世界を揺るがす米中貿易摩擦の渦中にありながら、日本のハイテク産業の雄、東京エレクトロンは極めて強気な姿勢を崩していません。同社の常石哲男会長は2019年12月1日までの取材に対し、半導体市場の先行きについて非常に前向きな展望を語ってくださいました。足元の業績こそ一時的な調整局面にあるものの、次なる飛躍の足音は確実に近づいているようです。
2020年3月期は、売上高が前の期に比べて1割強、純利益は3割強も減少するという厳しい見通しが立っています。しかし常石会長は、2021年3月期の前半には業績が本格的な回復軌道に乗ると確信しています。SNS上では「半導体の底打ちは近いのか」「やはり日本メーカーの技術力に期待したい」といった、投資家や技術ファンからの熱い視線が注がれています。
5G普及とデータセンターが牽引する「演算処理用半導体」の未来
今回の回復シナリオの主役となるのは、スマホやPCの頭脳にあたる「演算処理用半導体(ロジック半導体)」と、情報を記憶する「メモリー半導体」の両輪です。特に次世代通信規格である「5G」の商用化が進むことで、膨大なデータを高速で処理する必要が生じます。これに伴い、データセンターへの設備投資が再び活発化することは、業界にとって大きな追い風となるでしょう。

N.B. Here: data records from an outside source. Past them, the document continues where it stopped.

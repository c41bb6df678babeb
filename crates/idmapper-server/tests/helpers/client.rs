//! Test client helpers.

use std::sync::Arc;
use std::time::Duration;

use axum::{
    Router,
    body::Body,
    http::{Request, Response, StatusCode},
};
use http_body_util::BodyExt;
use idmapper_core::{ActorCache, MappingCache, MemorySource, Snapshot, SnapshotCache};
use idmapper_server::metrics::build_recorder_handle;
use idmapper_server::{AppState, MapperRegistry, create_router};
use tower::ServiceExt;

/// Helper para tests de integracion HTTP.
pub struct TestClient {
    app: Router,
}

impl TestClient {
    /// Crea un nuevo test client con el router proporcionado.
    pub fn new(app: Router) -> Self {
        Self { app }
    }

    /// Hace un GET request.
    pub async fn get(&self, uri: &str) -> TestResponse {
        self.request(
            Request::builder()
                .uri(uri)
                .method("GET")
                .body(Body::empty())
                .unwrap(),
        )
        .await
    }

    /// Hace un POST request sin body.
    pub async fn post(&self, uri: &str) -> TestResponse {
        self.request(
            Request::builder()
                .uri(uri)
                .method("POST")
                .body(Body::empty())
                .unwrap(),
        )
        .await
    }

    /// Hace un GET request con headers personalizados.
    pub async fn get_with_headers(&self, uri: &str, headers: Vec<(&str, &str)>) -> TestResponse {
        let mut builder = Request::builder().uri(uri).method("GET");

        for (name, value) in headers {
            builder = builder.header(name, value);
        }

        self.request(builder.body(Body::empty()).unwrap()).await
    }

    /// Ejecuta un request arbitrario.
    async fn request(&self, request: Request<Body>) -> TestResponse {
        let response = self
            .app
            .clone()
            .oneshot(request)
            .await
            .expect("Request failed");

        TestResponse::from_response(response).await
    }
}

/// Wrapper sobre Response con helpers para assertions.
#[derive(Debug)]
pub struct TestResponse {
    pub status: StatusCode,
    pub headers: axum::http::HeaderMap,
    pub body: Vec<u8>,
}

impl TestResponse {
    async fn from_response(response: Response<Body>) -> Self {
        let status = response.status();
        let headers = response.headers().clone();
        let body = response
            .into_body()
            .collect()
            .await
            .expect("Failed to read body")
            .to_bytes()
            .to_vec();

        Self {
            status,
            headers,
            body,
        }
    }

    /// Retorna el body como string.
    pub fn text(&self) -> String {
        String::from_utf8(self.body.clone()).expect("Body is not valid UTF-8")
    }

    /// Parsea el body como JSON.
    pub fn json<T: serde::de::DeserializeOwned>(&self) -> T {
        serde_json::from_slice(&self.body).expect("Failed to parse JSON")
    }

    /// Retorna un header especifico.
    pub fn header(&self, name: &str) -> Option<&str> {
        self.headers.get(name).and_then(|v| v.to_str().ok())
    }

    /// Verifica que el status sea el esperado.
    pub fn assert_status(&self, expected: StatusCode) -> &Self {
        assert_eq!(
            self.status,
            expected,
            "Expected status {} but got {}. Body: {}",
            expected,
            self.status,
            self.text()
        );
        self
    }

    /// Verifica que el Content-Type contenga el valor esperado.
    pub fn assert_content_type_contains(&self, expected: &str) -> &Self {
        let content_type = self
            .header("content-type")
            .expect("Response missing Content-Type header");

        assert!(
            content_type.contains(expected),
            "Expected Content-Type to contain '{}' but got '{}'",
            expected,
            content_type
        );
        self
    }

    /// Verifica que un header exista.
    pub fn assert_header_exists(&self, name: &str) -> &Self {
        assert!(
            self.headers.contains_key(name),
            "Expected header '{}' to exist",
            name
        );
        self
    }

    /// Verifica que un header tenga un valor especifico.
    pub fn assert_header(&self, name: &str, expected: &str) -> &Self {
        let value = self
            .header(name)
            .unwrap_or_else(|| panic!("Header '{}' not found", name));

        assert_eq!(value, expected, "Unexpected value for header '{}'", name);
        self
    }
}

/// Router con dos mappers en memoria y acceso a sus fuentes.
pub struct Fixture {
    pub client: TestClient,
    pub registry: Arc<MapperRegistry>,
    /// Fuente de `countries` (cache con lock)
    pub countries: Arc<MemorySource>,
    /// Fuente de `languages` (cache actor)
    pub languages: Arc<MemorySource>,
}

pub async fn fixture() -> Fixture {
    fixture_with_prefix("/v1").await
}

pub async fn fixture_with_prefix(prefix: &str) -> Fixture {
    let countries = Arc::new(MemorySource::new(
        "countries",
        Snapshot::from_iter([("sk", "Slovakia"), ("us", "USA")]),
    ));
    let languages = Arc::new(MemorySource::new(
        "languages",
        Snapshot::from_iter([("sk", "Slovak"), ("en", "English")]),
    ));

    let countries_cache: Arc<dyn MappingCache> =
        Arc::new(SnapshotCache::new(Arc::clone(&countries)).await.unwrap());
    let languages_cache: Arc<dyn MappingCache> =
        Arc::new(ActorCache::spawn(Arc::clone(&languages)).await.unwrap());

    let registry = Arc::new(
        MapperRegistry::from_caches([
            (
                "countries".to_string(),
                countries_cache,
                Duration::from_secs(86_400),
            ),
            (
                "languages".to_string(),
                languages_cache,
                Duration::from_secs(86_400),
            ),
        ])
        .unwrap(),
    );

    let app = create_router(
        AppState::new(Arc::clone(&registry)),
        prefix,
        build_recorder_handle(),
    );

    Fixture {
        client: TestClient::new(app),
        registry,
        countries,
        languages,
    }
}

/// Crea un TestClient con el router por defecto.
pub async fn client() -> TestClient {
    fixture().await.client
}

常石会長は、かつての空前絶後の好景気だった2018年の水準にメモリー需要が戻るには、まだ2、3年はかかると冷静に分析しています。しかし、それを補って余りあるのが中国市場の底力です。中国の半導体メーカーは、世界的な市況の変動に左右されることなく、国策として猛烈な勢いで投資を継続しており、これが東京エレクトロンの装置需要を強力に支えています。
米中摩擦を跳ね返す「技術力」という最強の武器
多くの企業が米中貿易摩擦の長期化を懸念していますが、常石会長の視座は一段高いところにあります。摩擦そのものが半導体需要の本質的な成長を止めることはないと断言されました。世界が必要とする半導体の総量が増え続ける限り、どこかの国で誰かが必ず投資を行うからです。重要なのは、どこの国のメーカーも欲しがる「世界トップレベルの製造装置」を作り続けることです。
私は、この「技術こそが地政学リスクを超える」という確固たる信念に深く感銘を受けました。政治的な対立を嘆くのではなく、圧倒的な製品力で中国市場においても米国の競合他社に競り勝とうとする姿勢こそ、日本企業が目指すべき理想像ではないでしょうか。同社は中期経営計画で掲げる売上高1兆5000億円を通過点とし、さらにその先の2兆円という巨大な目標を見据えています。
今後、中国向け売上高の比率はさらに高まっていくと予想されます。半導体はもはや産業のコメを超えた「戦略物資」ですが、その製造に不可欠な装置を握る東京エレクトロンの存在感は、2021年に向けてさらに増していくに違いありません。時代の変化を恐れず、王道の成長戦略を突き進む同社の動向から、これからも目が離せません。